Developed for UNICEF

Summary

Summary

Development Seed is delighted to deliver Project Connect Phase III to the UNICEF Office of Innovation. The project was designed to apply scalable machine learning over high-resolution satellite imagery to map every school in Kenya, Rwanda, Sierra Leone, Niger, Honduras, Ghana, Kazakhstan, and Uzbekistan. Such a massive AI-assisted human-in-the-loop workflow is aiming to put every school on the map to accelerate connectivity, online learning, and other initiatives for children and their communities and drive economic stimulus under UNICEF GIGA mission in, particularly lower-income countries.

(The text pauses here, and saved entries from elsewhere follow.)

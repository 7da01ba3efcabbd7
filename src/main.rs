#[cfg(not(feature = "std"))]
fn main() {}

#[cfg(feature = "std")]
use battleship_solo::{init_logging, random_fleet, run_session, sample_fleet, Board, ShipSpec};

#[cfg(feature = "std")]
use clap::{Parser, Subcommand};
#[cfg(feature = "std")]
use rand::rngs::SmallRng;
#[cfg(feature = "std")]
use rand::SeedableRng;

#[derive(Parser)]
#[command(author, version, about, long_about = None)]
#[cfg(feature = "std")]
struct Cli {
    #[command(subcommand)]
    command: Commands,
}

#[derive(Subcommand)]
#[cfg(feature = "std")]
enum Commands {
    /// Hunt a hidden fleet from the terminal.
    Play {
        #[arg(long, help = "Fix RNG seed for a reproducible fleet (e.g., --seed 12345)")]
        seed: Option<u64>,
        #[arg(long, help = "Use the built-in sample fleet instead of a random one")]
        sample: bool,
        #[arg(long, help = "Show ships on the board while playing")]
        reveal: bool,
    },
    /// Print a fleet without playing.
    Show {
        #[arg(long, help = "Fix RNG seed for a reproducible fleet (e.g., --seed 12345)")]
        seed: Option<u64>,
        #[arg(long, help = "Use the built-in sample fleet instead of a random one")]
        sample: bool,
    },
}

#[cfg(feature = "std")]
fn build_board(seed: Option<u64>, sample: bool) -> anyhow::Result<Board> {
    let specs: Vec<ShipSpec> = if sample {
        sample_fleet().to_vec()
    } else {
        let mut rng = if let Some(s) = seed {
            println!("Using fixed seed: {} (fleet will be reproducible)", s);
            SmallRng::seed_from_u64(s)
        } else {
            let mut seed_rng = rand::rng();
            SmallRng::from_rng(&mut seed_rng)
        };
        random_fleet(&mut rng)?
    };
    Ok(Board::new(&specs)?)
}

#[cfg(feature = "std")]
fn main() -> anyhow::Result<()> {
    init_logging();
    let cli = Cli::parse();

    match cli.command {
        Commands::Play {
            seed,
            sample,
            reveal,
        } => {
            let mut board = build_board(seed, sample)?;
            let stdin = std::io::stdin();
            let mut stdout = std::io::stdout();
            let report = run_session(&mut board, stdin.lock(), &mut stdout, reveal)?;
            if !report.cleared {
                println!(
                    "Game over after {} shots, {} ships still afloat.",
                    report.shots,
                    board.ships_remaining()
                );
                board.print();
            }
        }
        Commands::Show { seed, sample } => {
            let board = build_board(seed, sample)?;
            board.print();
        }
    }
    Ok(())
}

Accurate data about school locations is critical to provide quality education and promote lifelong learning, listed as UN sustainable development goal 4 (SDG4), to ensure equal access to opportunity (SDG10) and eventually, to reduce poverty (SDG1). However, in many countries, educational facilities’ records are often inaccurate, incomplete, or non-existent.

An accurate, comprehensive map of schools - where no school is left behind - is necessary to measure and improve the quality of learning. Such a map, in combination with connectivity data collected by UNICEF’s Project Connect initiative, can be used to reduce the digital divide in education and improve access to information, digital goods, and opportunities for entire communities. In addition, understanding the location of schools can help governments and international organizations gain critical insights into the needs of vulnerable populations, and better prepare and respond to exogenous shocks such as disease outbreaks or natural disaster.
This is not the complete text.